Courtesy: USFWS

Quick action by wildlife biologists and experts at the Gladys Porter Zoo salvaged genetic material from a 9-year-old ocelot that was killed by a vehicle near Laguna Atascosa National Wildlife Refuge.

The traffic accident occurred several months ago, but active and motile sperm was collected from the dead male and has been frozen and will be used for artificial insemination of captive female ocelots.

The genetic material from the ocelot was salvaged by staff at the Cincinnati Zoo and Botanical Gardens and Conservation and Research of Endangered Wildlife, or CREW.

“We knew that any chance of success depended on collecting the cat and getting the sample to the Cincinnati Zoo as absolutely fast as possible,” said U.S. Fish and Wildlife Service biologist Hilary Swarts.

U.S. Fish and Wildlife Service wildlife biologist Dr.

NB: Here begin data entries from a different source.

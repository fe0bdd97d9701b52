//! Unified planning module for all plan-related types.

pub mod edit;
pub mod result;

pub use edit::*;
pub use result::*;
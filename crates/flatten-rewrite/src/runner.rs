//! Sequential rewrite loop over a set of files
//!
//! Each file is read, parsed, rewritten and (unless dry-running) written back
//! on its own. A failure is recorded in the report and the loop moves on to
//! the next file.

use crate::classifier::BarrelClassifier;
use crate::engine::{rewrite_source, SourceRewrite};
use flatten_config::FlattenConfig;
use flatten_foundation::planning::{FileFailure, FileReport, RewriteReport};
use flatten_foundation::{FlattenResult, ImportSyntax};
use std::path::{Path, PathBuf};
use tracing::{debug, info, warn};

/// Loading and persistence of source files
pub trait SourceStore {
    fn read(&self, path: &Path) -> FlattenResult<String>;
    fn write(&self, path: &Path, content: &str) -> FlattenResult<()>;
}

/// Drives the rewrite of many files with one configuration
pub struct Rewriter<'a> {
    classifier: BarrelClassifier,
    syntax: &'a dyn ImportSyntax,
    dry_run: bool,
}

impl<'a> Rewriter<'a> {
    pub fn new(config: &FlattenConfig, syntax: &'a dyn ImportSyntax) -> Self {
        Self {
            classifier: BarrelClassifier::new(config),
            syntax,
            dry_run: config.dry_run,
        }
    }

    /// Rewrite `content` in memory without any I/O
    pub fn rewrite(&self, path: &Path, content: String) -> FlattenResult<SourceRewrite> {
        let source = self.syntax.parse_source(path, content)?;
        rewrite_source(&source, &self.classifier, self.syntax)
    }

    /// Process one file: read, rewrite and persist unless dry-running
    pub fn process_file(&self, path: &Path, store: &dyn SourceStore) -> FlattenResult<FileReport> {
        let content = store.read(path)?;
        let rewrite = self.rewrite(path, content)?;

        let Some(new_content) = &rewrite.content else {
            debug!("No barrel imports");
            return Ok(FileReport {
                path: path.to_path_buf(),
                changed: false,
                rewritten_imports: 0,
            });
        };

        for split in &rewrite.plan.splits {
            debug!(
                specifier = %split.specifier,
                direct_imports = split.direct_imports.len(),
                "Split barrel import"
            );
        }

        if self.dry_run {
            info!(splits = rewrite.plan.splits.len(), "Would rewrite (dry run)");
        } else {
            store.write(path, new_content)?;
            info!(splits = rewrite.plan.splits.len(), "Rewrote barrel imports");
        }

        Ok(FileReport {
            path: path.to_path_buf(),
            changed: true,
            rewritten_imports: rewrite.plan.splits.len(),
        })
    }

    /// Process every path in order and accumulate the report
    pub fn run<I>(&self, paths: I, store: &dyn SourceStore) -> RewriteReport
    where
        I: IntoIterator<Item = PathBuf>,
    {
        let mut report = RewriteReport::new(self.dry_run);

        for path in paths {
            let span = flatten_config::logging::file_span(&path);
            let _enter = span.enter();

            if !self.syntax.handles(&path) {
                debug!("Skipping file with unsupported extension");
                continue;
            }

            match self.process_file(&path, store) {
                Ok(file) => report.record(file),
                Err(e) => {
                    warn!(error = %e, "Failed to process file");
                    report.record_failure(FileFailure {
                        path,
                        error: e.to_string(),
                    });
                }
            }
        }

        info!(
            touched_files = report.touched_files,
            failures = report.failures.len(),
            dry_run = report.dry_run,
            "Rewrite finished"
        );
        report
    }
}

Hilary Swarts is pictured Thursday on Steve Thompson Wildlife Drive, which holds part of the ocelot’s preferred habitat in the Laguna Atascosa National Wildlife Refuge.
(Denise Cathey/The Brownsville Herald)

“It’s just incredible that we were able to obtain such a high-quality semen sample from a wild cat hit by a car in Texas 36 hours before,” said Bill Swanson, director of animal conservation research at CREW. “Only 60 to 80 individuals are estimated to remain in their native Texas habitat, so the importance of this sample, and the hope that it represents for the species, cannot be overstated.”

CREW will be using the deceased ocelot’s semen for an artificial insemination procedure at the ABQ BioPark in Albuquerque on July 28. If the procedure succeeds offspring will be born in October.

The dramatic salvage operation began early in the morning on May 18, when Swarts, an ocelot expert who works at Laguna Atascosa, was notified that a male ocelot had been hit by a car and killed just south of the refuge.

The cat had been studied at the refuge and had been fitted with tracking collars on three occasions over the preceding eight years. Working against time and rising temperature, Swarts placed the ocelot’s body in an ice chest and transported it to Gladys Porter Zoo in Brownsville.

Tom deMaar (Denise Cathey/The Brownsville Herald))

With the assistance of Tom deMaar, senior zoo veterinarian, the testes were removed and chilled with ice packs for overnight shipping to the Cincinnati Zoo and Botanical Garden.

Some 36 hours after the fatal accident, Swanson processed the tissues for sperm recovery and it was found to have around a 60-percent motility, and it was preserved by freezing.

Over the past 25 years, CREW has been focused on assisted reproduction for the conservation of ocelots and other endangered feline species. To date, nine ocelot pregnancies have been produced at zoos using artificial means, including three litters from frozen and thawed semen.